PLoS ONE (Jan 2019)
Placental epigenetics for evaluation of fetal congenital heart defects: Ventricular Septal Defect (VSD).
Abstract
Ventricular Septal Defect (VSD), the most common congenital heart defect, is characterized by a hole in the septum between the right and left ventricles. The pathogenesis of VSD is unknown in most clinical cases. There is a paucity of data relevant to epigenetic changes in VSD. The placenta is a fetal tissue crucial in cardiac development and a potentially useful surrogate for evaluating the development of heart tissue. To understand epigenetic mechanisms that may play a role in the development of VSD, genome-wide DNA methylation assay on placentas of 8 term subjects with isolated VSD and no known or suspected genetic syndromes and 10 unaffected controls was performed using the Illumina HumanMethylation450 BeadChip assay.

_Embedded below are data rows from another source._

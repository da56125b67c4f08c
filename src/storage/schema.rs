//! Database schema definitions

/// Drop statements, run before every reload. Labs goes first.
pub const DROP_TABLES: &[&str] = &[
    "DROP TABLE IF EXISTS Labs",
    "DROP TABLE IF EXISTS Patients",
];

/// SQL to create the Labs table
///
/// No foreign key on `patient_id`: labs for unknown patients are accepted.
pub const CREATE_LABS_TABLE: &str = r#"
CREATE TABLE IF NOT EXISTS Labs (
    patient_id TEXT,
    lab_name TEXT,
    lab_value TEXT,
    lab_units TEXT,
    lab_date TEXT
)
"#;

/// SQL to create the Patients table
pub const CREATE_PATIENTS_TABLE: &str = r#"
CREATE TABLE IF NOT EXISTS Patients (
    id TEXT PRIMARY KEY,
    gender TEXT,
    dob TEXT,
    race TEXT
)
"#;

/// SQL to create indexes
pub const CREATE_INDEXES: &[&str] = &[
    "CREATE INDEX IF NOT EXISTS idx_labs_patient ON Labs(patient_id)",
];

/// Column order of the Patients table
pub const PATIENT_COLUMNS: [&str; 4] = ["id", "gender", "dob", "race"];

/// Column order of the Labs table
pub const LAB_COLUMNS: [&str; 5] = ["patient_id", "lab_name", "lab_value", "lab_units", "lab_date"];

/// All schema creation statements
pub fn all_schema_statements() -> Vec<&'static str> {
    let mut stmts = vec![CREATE_LABS_TABLE, CREATE_PATIENTS_TABLE];
    stmts.extend(CREATE_INDEXES.iter().copied());
    stmts
}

We identified a total of 80 highly accurate potential CpGs in 80 genes for detection of VSD; area under the receiver operating characteristic curve (AUC ROC) 1.0 with significant 95% CI (FDR) p-values < 0.05 for each individual locus. The biological processes and functions for many of these differentially methylated genes are previously known to be associated with heart development or disease, including cardiac ventricle development (HEY2, ISL1), heart looping (SRF), cardiac muscle cell differentiation (ACTC1, HEY2), cardiac septum development (ISL1), heart morphogenesis (SRF, HEY2, ISL1, HEYL), Notch signaling pathway (HEY2, HEYL), cardiac chamber development (ISL1), and cardiac muscle tissue development (ACTC1, ISL1). In addition, we identified 8 microRNAs that have the potential to be biomarkers for the detection of VSD including: miR-191, miR-548F1, miR-148A, miR-423, miR-92B, miR-611, miR-2110, and miR-548H4. To our knowledge this is the first report in which placental analysis has been used for determining the pathogenesis of and predicting VSD.